* [Exercise goal]: Examine the records below and count how many lines contain the string "reason". Give only the number.

* [Data to use]:

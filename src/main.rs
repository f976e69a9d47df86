//! TCP chat relay
//!
//! Usage:
//!   cargo run -- server              # Run the relay on the default port
//!   cargo run -- server 9000        # Run the relay on a specific port
//!   cargo run -- client              # Connect to 127.0.0.1:8080
//!   cargo run -- client host:port    # Connect to a specific relay

use std::env;
use std::net::SocketAddr;

use tokio::io::{AsyncBufReadExt, BufReader};
use tracing::error;

use chat_relay::{
    ChatClient, ChatClientConfig, ChatServer, ClientEvent, Result, ServerConfig, ServerMessage,
};

#[tokio::main]
async fn main() -> std::result::Result<(), Box<dyn std::error::Error>> {
    // Initialize logging
    tracing_subscriber::fmt::init();

    let args: Vec<String> = env::args().collect();

    if args.len() < 2 {
        print_usage();
        return Ok(());
    }

    match args[1].as_str() {
        "server" => {
            run_server(parse_port(&args)).await?;
        }
        "client" => {
            run_client(parse_server_addr(&args)).await?;
        }
        "help" | "--help" | "-h" => {
            print_usage();
        }
        _ => {
            eprintln!("Unknown command: {}", args[1]);
            print_usage();
        }
    }

    Ok(())
}

fn print_usage() {
    println!("chat-relay - TCP chat relay server and client");
    println!();
    println!("USAGE:");
    println!("    cargo run -- <COMMAND> [ARGS]");
    println!();
    println!("COMMANDS:");
    println!("    server [port]        Start the relay server (default port: 8080)");
    println!("    client [host:port]   Connect to a relay (default: 127.0.0.1:8080)");
    println!("    help                 Show this help message");
    println!();
    println!("CLIENT COMMANDS:");
    println!("    /name <name>         Pick a display name");
    println!("    /quit                Leave the chat");
    println!();
    println!("EXAMPLES:");
    println!("    cargo run -- server");
    println!("    cargo run -- server 9000");
    println!("    cargo run -- client 192.168.1.10:8080");
    println!("    RUST_LOG=debug cargo run -- server");
}

fn parse_port(args: &[String]) -> u16 {
    args.get(2).and_then(|s| s.parse().ok()).unwrap_or(8080)
}

fn parse_server_addr(args: &[String]) -> SocketAddr {
    args.get(2)
        .and_then(|s| s.parse().ok())
        .unwrap_or_else(|| "127.0.0.1:8080".parse().unwrap())
}

async fn run_server(port: u16) -> std::result::Result<(), Box<dyn std::error::Error>> {
    let config = ServerConfig {
        bind_addr: format!("0.0.0.0:{}", port).parse()?,
        ..ServerConfig::default()
    };

    let mut server = ChatServer::new(config);
    if let Err(e) = server.run_until_ctrl_c().await {
        error!("Server error: {}", e);
        return Err(e.into());
    }

    Ok(())
}

async fn run_client(server_addr: SocketAddr) -> std::result::Result<(), Box<dyn std::error::Error>> {
    let mut client = ChatClient::new(ChatClientConfig {
        server_addr,
        ..ChatClientConfig::default()
    });
    let mut events = client.connect().await?;

    println!("Commands: /name <name> to pick a display name, /quit to leave.");

    let stdin = BufReader::new(tokio::io::stdin());
    let mut lines = stdin.lines();

    loop {
        tokio::select! {
            event = events.recv() => {
                match event {
                    Some(ClientEvent::Connected) => {
                        println!("Connected to {}", server_addr);
                    }
                    Some(ClientEvent::Message(message)) => {
                        render_message(&message);
                    }
                    Some(ClientEvent::Error(e)) => {
                        eprintln!("!!! {}", e);
                    }
                    Some(ClientEvent::Disconnected(reason)) => {
                        println!("Disconnected: {}", reason);
                        break;
                    }
                    None => break,
                }
            }
            line = lines.next_line() => {
                match line {
                    Ok(Some(line)) => {
                        if !handle_input_line(&mut client, line.trim()).await? {
                            break;
                        }
                    }
                    Ok(None) => {
                        // stdin closed
                        client.close().await?;
                        break;
                    }
                    Err(e) => {
                        error!("Failed to read input: {}", e);
                        break;
                    }
                }
            }
            _ = tokio::signal::ctrl_c() => {
                client.close().await?;
                break;
            }
        }
    }

    Ok(())
}

/// Apply one line of user input; returns false once the user has quit
async fn handle_input_line(client: &mut ChatClient, line: &str) -> Result<bool> {
    if line.is_empty() {
        return Ok(true);
    }

    if line == "/quit" || line == "quit" || line == "exit" {
        client.close().await?;
        return Ok(false);
    }

    if let Some(name) = line.strip_prefix("/name ") {
        client.set_name(name.trim()).await?;
        return Ok(true);
    }

    client.send_chat(line).await?;
    Ok(true)
}

/// Print one server message in the interactive format
fn render_message(message: &ServerMessage) {
    match message {
        ServerMessage::Chat { from, message, .. } => {
            println!("<{}> {}", from, message);
        }
        ServerMessage::SetNameResult {
            success, message, ..
        } => {
            if *success {
                println!("*** {}", message);
            } else {
                println!("!!! {}", message);
            }
        }
        ServerMessage::UserJoined { user, .. } => {
            println!("*** {} joined", user);
        }
        ServerMessage::UserLeft { user, .. } => {
            println!("*** {} left", user);
        }
        ServerMessage::Error { code, message } => {
            println!("!!! [{}] {}", code, message);
        }
    }
}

* [Answer to this task]: 2